I'm not saying my boys (10, 8 and 5) are always perfect little gentlemen, but they have been raised to know the difference between right and wrong, to know how to behave in public, to listen to their parents.
They know what is and isn't acceptable behavior, especially in public, because we've taught them accordingly. When they start to cross that line, we tell them to stop and, lo and behold, they do. Because those are the rules, and kids do need rules.
It's not an easy row to hoe, but it pays huge dividends.
We still hire the occasional sitter to enjoy a date night out. But if plans call for a celebration out or friends invite us over to their house, I don't think twice about bringing the kids along. More often than not, they do me proud, and I can't tell you the number of compliments they get from servers and strangers.
So the next time you see me waltzing past your table, three boys in tow, give us a chance before presuming your silent night has just been shattered. Those little guys just might surprise you.

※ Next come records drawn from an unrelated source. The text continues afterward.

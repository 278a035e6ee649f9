//! Risk configuration.

use serde::{Deserialize, Serialize};
use thiserror::Error;

/// Limits applied by the risk manager. All `*_size`, `*_exposure`, and
/// `*_pct`/`*_loss` values are fractions of account balance, e.g. `0.1`
/// for 10%.
#[derive(Debug, Clone, PartialEq, Serialize, Deserialize)]
#[serde(default)]
pub struct RiskConfig {
    /// Largest single position, as a fraction of balance.
    pub max_position_size: f64,
    /// Cap on the summed entry value of all open positions.
    pub max_total_exposure: f64,
    pub stop_loss_pct: f64,
    pub take_profit_pct: f64,
    /// Daily equity drop that trips the circuit breaker.
    pub max_daily_loss: f64,
    /// Losing streak length that trips the circuit breaker.
    pub max_consecutive_losses: u32,
    /// Gating denies all entries when balance falls to or below this.
    pub min_account_balance: f64,
    /// Manual kill switch; denies every entry while set.
    pub emergency_stop: bool,
}

impl Default for RiskConfig {
    fn default() -> Self {
        Self {
            max_position_size: 0.1,
            max_total_exposure: 0.5,
            stop_loss_pct: 0.02,
            take_profit_pct: 0.04,
            max_daily_loss: 0.05,
            max_consecutive_losses: 3,
            min_account_balance: 0.0,
            emergency_stop: false,
        }
    }
}

impl RiskConfig {
    pub fn validate(&self) -> Result<(), ConfigError> {
        let fractions = [
            ("max_position_size", self.max_position_size),
            ("max_total_exposure", self.max_total_exposure),
            ("stop_loss_pct", self.stop_loss_pct),
            ("take_profit_pct", self.take_profit_pct),
            ("max_daily_loss", self.max_daily_loss),
        ];
        for (field, value) in fractions {
            if !(value > 0.0 && value <= 1.0) || !value.is_finite() {
                return Err(ConfigError::FractionOutOfRange { field, value });
            }
        }
        if self.max_position_size > self.max_total_exposure {
            return Err(ConfigError::PositionExceedsExposure {
                position: self.max_position_size,
                exposure: self.max_total_exposure,
            });
        }
        if self.max_consecutive_losses == 0 {
            return Err(ConfigError::ZeroConsecutiveLosses);
        }
        if !self.min_account_balance.is_finite() || self.min_account_balance < 0.0 {
            return Err(ConfigError::NegativeMinBalance {
                value: self.min_account_balance,
            });
        }
        Ok(())
    }
}

#[derive(Debug, Error, PartialEq)]
pub enum ConfigError {
    #[error("{field} must be a fraction in (0, 1], got {value}")]
    FractionOutOfRange { field: &'static str, value: f64 },
    #[error("max_position_size ({position}) exceeds max_total_exposure ({exposure})")]
    PositionExceedsExposure { position: f64, exposure: f64 },
    #[error("max_consecutive_losses must be at least 1")]
    ZeroConsecutiveLosses,
    #[error("min_account_balance must be non-negative, got {value}")]
    NegativeMinBalance { value: f64 },
}
//! Trading monitor: an event sink that logs and counts.
//!
//! The monitor observes; it never influences the replay. Logging goes
//! through `tracing`, and the info-level trade alert rate limit is keyed on
//! simulated event timestamps so a replayed run logs the same alerts every
//! time.

use chrono::{Duration, NaiveDateTime};
use serde::{Deserialize, Serialize};

use tradelab_core::domain::TradeSide;
use tradelab_core::events::{EngineEvent, EventSink};
use tradelab_core::risk::RiskReport;

use crate::config::MonitorConfig;

/// Counters accumulated over one run.
#[derive(Debug, Clone, Copy, Default, PartialEq, Eq, Serialize, Deserialize)]
pub struct MonitorSummary {
    pub trades_executed: u32,
    pub trade_alerts: u32,
    pub risk_denials: u32,
    pub insufficient_funds: u32,
    pub breaker_trips: u32,
}

#[derive(Debug)]
pub struct TradingMonitor {
    config: MonitorConfig,
    summary: MonitorSummary,
    last_trade_alert: Option<NaiveDateTime>,
    daily_loss_alerted: bool,
    streak_alerted: bool,
    last_report: Option<RiskReport>,
}

impl TradingMonitor {
    pub fn new(config: MonitorConfig) -> Self {
        Self {
            config,
            summary: MonitorSummary::default(),
            last_trade_alert: None,
            daily_loss_alerted: false,
            streak_alerted: false,
            last_report: None,
        }
    }

    pub fn summary(&self) -> MonitorSummary {
        self.summary
    }

    pub fn last_report(&self) -> Option<&RiskReport> {
        self.last_report.as_ref()
    }

    fn trade_alert_due(&self, at: NaiveDateTime) -> bool {
        match self.last_trade_alert {
            None => true,
            Some(last) => at - last >= Duration::seconds(self.config.info_alert_interval_secs),
        }
    }
}

impl EventSink for TradingMonitor {
    fn on_event(&mut self, event: &EngineEvent) {
        match event {
            EngineEvent::TradeExecuted { symbol, trade } => {
                self.summary.trades_executed += 1;
                if self.config.alert_on_trade && self.trade_alert_due(trade.timestamp) {
                    self.summary.trade_alerts += 1;
                    self.last_trade_alert = Some(trade.timestamp);
                    match trade.side {
                        TradeSide::Buy => tracing::info!(
                            symbol = %symbol,
                            price = trade.price,
                            quantity = trade.quantity,
                            fee = trade.fee,
                            "opened long position"
                        ),
                        TradeSide::Sell => tracing::info!(
                            symbol = %symbol,
                            price = trade.price,
                            quantity = trade.quantity,
                            pnl = trade.pnl.unwrap_or(0.0),
                            "closed position"
                        ),
                    }
                }
            }
            EngineEvent::RiskDenied {
                symbol,
                timestamp,
                reason,
            } => {
                self.summary.risk_denials += 1;
                tracing::warn!(
                    symbol = %symbol,
                    at = %timestamp,
                    reason = %reason,
                    "entry denied by risk manager"
                );
            }
            EngineEvent::InsufficientFunds {
                symbol,
                timestamp,
                required,
                available,
            } => {
                self.summary.insufficient_funds += 1;
                tracing::warn!(
                    symbol = %symbol,
                    at = %timestamp,
                    required,
                    available,
                    "entry skipped: insufficient funds"
                );
            }
            EngineEvent::BreakerTripped { timestamp, reason } => {
                self.summary.breaker_trips += 1;
                if self.config.alert_on_breaker {
                    tracing::error!(at = %timestamp, reason = %reason, "circuit breaker tripped");
                }
            }
        }
    }

    fn on_risk_report(&mut self, report: &RiskReport) {
        if report.daily_loss_pct >= self.config.daily_loss_alert_pct {
            if !self.daily_loss_alerted {
                self.daily_loss_alerted = true;
                tracing::warn!(
                    daily_loss_pct = report.daily_loss_pct,
                    "daily loss approaching limit"
                );
            }
        } else {
            self.daily_loss_alerted = false;
        }

        if report.consecutive_losses >= self.config.consecutive_loss_alert {
            if !self.streak_alerted {
                self.streak_alerted = true;
                tracing::warn!(
                    consecutive_losses = report.consecutive_losses,
                    "losing streak building"
                );
            }
        } else {
            self.streak_alerted = false;
        }

        self.last_report = Some(report.clone());
    }
}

The whole kids-in-restaurants debate heated up so much in the Pittsburgh area recently that a restaurant there banned children 6 and under from the premises.
Mike Vuick, owner of McDain's Restaurant and Golf Center in Monroeville, insisted he was acting on the behalf of customers who complained that their meals were ruined by loud or unruly children.
During the media storm that followed, Vuick described the situation as a three-part issue - the presence of small babies who can't be controlled, a growing number of toddlers with "increasingly poor manners" and parents who become offended when staffers ask them to control their kids.
And he says most people side with him. He contends that of the more than 2,000 emails he's received on the topic, folks support the ban by an 11-to-1 ratio. A Pittsburgh TV station's news poll drew more than 10,000 respondents, with nearly two-thirds also supporting the ban.
On the other side of the coin is Danny Meyer, owner of the highly regarded Union Square Restaurant Group. He's opposed to such bans, but cautions that it's up to parents to keep their little ones under control or leave the dining room.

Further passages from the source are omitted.